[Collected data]
=======

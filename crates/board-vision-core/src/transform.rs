//! Frame normalization: fixed rotation about the frame center plus a pixel
//! translation.
//!
//! The camera is mounted at an angle relative to the board, so every captured
//! frame is normalized by the same affine correction before any detection or
//! comparison runs. This is not a perspective correction; the downstream grid
//! deliberately works on the axis-aligned approximation.

use crate::frame::{sample_bilinear_u8, GrayFrame};
use nalgebra::{Point2, Rotation2, Vector2};

/// Rotation (degrees, counterclockwise, about the frame center) and pixel
/// translation applied to every captured frame.
#[derive(Clone, Copy, Debug)]
pub struct FrameTransform {
    rotation: Rotation2<f32>,
    inverse: Rotation2<f32>,
    translation: Vector2<f32>,
}

impl FrameTransform {
    pub fn new(rotation_deg: f32, translation: (f32, f32)) -> Self {
        // Screen y points down, so a mathematically negative angle reads as
        // counterclockwise on screen (matching the usual CV convention).
        let rotation = Rotation2::new(-rotation_deg.to_radians());
        Self {
            rotation,
            inverse: rotation.inverse(),
            translation: Vector2::new(translation.0, translation.1),
        }
    }

    /// Identity transform (tests, pre-normalized replay footage).
    pub fn identity() -> Self {
        Self::new(0.0, (0.0, 0.0))
    }

    /// Where the forward correction sends a source-frame point.
    #[inline]
    pub fn map_point(&self, p: Point2<f32>, center: Point2<f32>) -> Point2<f32> {
        center + self.rotation * (p - center) + self.translation
    }

    /// Warp a frame by inverse mapping with bilinear sampling. Output has the
    /// same dimensions; pixels pulled from outside the source read 0.
    pub fn apply(&self, src: &GrayFrame) -> GrayFrame {
        let center = Point2::new(src.width as f32 / 2.0, src.height as f32 / 2.0);
        let view = src.view();
        let mut out = GrayFrame::new(src.width, src.height);
        for y in 0..src.height {
            for x in 0..src.width {
                let dst = Point2::new(x as f32, y as f32);
                let s = center + self.inverse * (dst - self.translation - center);
                out.set(x, y, sample_bilinear_u8(&view, s.x, s.y));
            }
        }
        out
    }
}

#[cfg(test)]
mod tests {
    use super::*;
    use approx::assert_relative_eq;

    #[test]
    fn identity_is_a_noop() {
        let src = GrayFrame::from_fn(8, 6, |x, y| (x * 7 + y * 13) as u8);
        let out = FrameTransform::identity().apply(&src);
        assert_eq!(out, src);
    }

    #[test]
    fn quarter_turn_moves_a_bright_pixel() {
        // A single bright pixel right of center lands above center after a
        // 90 degree counterclockwise turn (y axis points down). 20x20 keeps
        // the rotation center on an integer pixel.
        let mut src = GrayFrame::new(20, 20);
        src.set(15, 10, 255);
        let t = FrameTransform::new(90.0, (0.0, 0.0));
        let out = t.apply(&src);
        assert!(out.get(10, 5) > 200, "got {}", out.get(10, 5));
        assert_eq!(out.get(15, 10), 0);
    }

    #[test]
    fn translation_shifts_content() {
        let mut src = GrayFrame::new(10, 10);
        src.set(2, 3, 200);
        let t = FrameTransform::new(0.0, (4.0, 1.0));
        let out = t.apply(&src);
        assert_eq!(out.get(6, 4), 200);
    }

    #[test]
    fn map_point_matches_inverse_warp() {
        let t = FrameTransform::new(110.0, (-250.0, -50.0));
        let center = Point2::new(320.0, 240.0);
        let p = Point2::new(100.0, 80.0);
        let fwd = t.map_point(p, center);
        // map_point then the inverse used by apply() must return to p.
        let back = center + t.inverse * (fwd - t.translation - center);
        assert_relative_eq!(back.x, p.x, epsilon = 1e-3);
        assert_relative_eq!(back.y, p.y, epsilon = 1e-3);
    }
}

=======

■ Requirement
What's wanted is each line above, transcribed with nothing altered.

■ Solved exercise
filename crates/board-vision-core/src/transform.rs
//! Frame normalization: fixed rotation about the frame center plus a pixel
//! translation.
//!
//! The camera is mounted at an angle relative to the board, so every captured
//! frame is normalized by the same affine correction before any detection or
//! comparison runs. This is not a perspective correction; the downstream grid
//! deliberately works on the axis-aligned approximation.

use crate::frame::{sample_bilinear_u8, GrayFrame};
use nalgebra::{Point2, Rotation2, Vector2};

/// Rotation (degrees, counterclockwise, about the frame center) and pixel
/// translation applied to every captured frame.
#[derive(Clone, Copy, Debug)]
pub struct FrameTransform {
    rotation: Rotation2<f32>,
    inverse: Rotation2<f32>,
    translation: Vector2<f32>,
}

impl FrameTransform {
    pub fn new(rotation_deg: f32, translation: (f32, f32)) -> Self {
        // Screen y points down, so a mathematically negative angle reads as
        // counterclockwise on screen (matching the usual CV convention).
        let rotation = Rotation2::new(-rotation_deg.to_radians());
        Self {
            rotation,
            inverse: rotation.inverse(),
            translation: Vector2::new(translation.0, translation.1),
        }
    }

    /// Identity transform (tests, pre-normalized replay footage).
    pub fn identity() -> Self {
        Self::new(0.0, (0.0, 0.0))
    }

    /// Where the forward correction sends a source-frame point.
    #[inline]
    pub fn map_point(&self, p: Point2<f32>, center: Point2<f32>) -> Point2<f32> {
        center + self.rotation * (p - center) + self.translation
    }

    /// Warp a frame by inverse mapping with bilinear sampling. Output has the
    /// same dimensions; pixels pulled from outside the source read 0.
    pub fn apply(&self, src: &GrayFrame) -> GrayFrame {
        let center = Point2::new(src.width as f32 / 2.0, src.height as f32 / 2.0);
        let view = src.view();
        let mut out = GrayFrame::new(src.width, src.height);
        for y in 0..src.height {
            for x in 0..src.width {
                let dst = Point2::new(x as f32, y as f32);
                let s = center + self.inverse * (dst - self.translation - center);
                out.set(x, y, sample_bilinear_u8(&view, s.x, s.y));
            }
        }
        out
    }
}

#[cfg(test)]
mod tests {
    use super::*;
    use approx::assert_relative_eq;

    #[test]
    fn identity_is_a_noop() {
        let src = GrayFrame::from_fn(8, 6, |x, y| (x * 7 + y * 13) as u8);
        let out = FrameTransform::identity().apply(&src);
        assert_eq!(out, src);
    }

    #[test]
    fn quarter_turn_moves_a_bright_pixel() {
        // A single bright pixel right of center lands above center after a
        // 90 degree counterclockwise turn (y axis points down). 20x20 keeps
        // the rotation center on an integer pixel.
        let mut src = GrayFrame::new(20, 20);
        src.set(15, 10, 255);
        let t = FrameTransform::new(90.0, (0.0, 0.0));
        let out = t.apply(&src);
        assert!(out.get(10, 5) > 200, "got {}", out.get(10, 5));
        assert_eq!(out.get(15, 10), 0);
    }

    #[test]
    fn translation_shifts_content() {
        let mut src = GrayFrame::new(10, 10);
        src.set(2, 3, 200);
        let t = FrameTransform::new(0.0, (4.0, 1.0));
        let out = t.apply(&src);
        assert_eq!(out.get(6, 4), 200);
    }

    #[test]
    fn map_point_matches_inverse_warp() {
        let t = FrameTransform::new(110.0, (-250.0, -50.0));
        let center = Point2::new(320.0, 240.0);
        let p = Point2::new(100.0, 80.0);
        let fwd = t.map_point(p, center);
        // map_point then the inverse used by apply() must return to p.
        let back = center + t.inverse * (fwd - t.translation - center);
        assert_relative_eq!(back.x, p.x, epsilon = 1e-3);
        assert_relative_eq!(back.y, p.y, epsilon = 1e-3);
    }
}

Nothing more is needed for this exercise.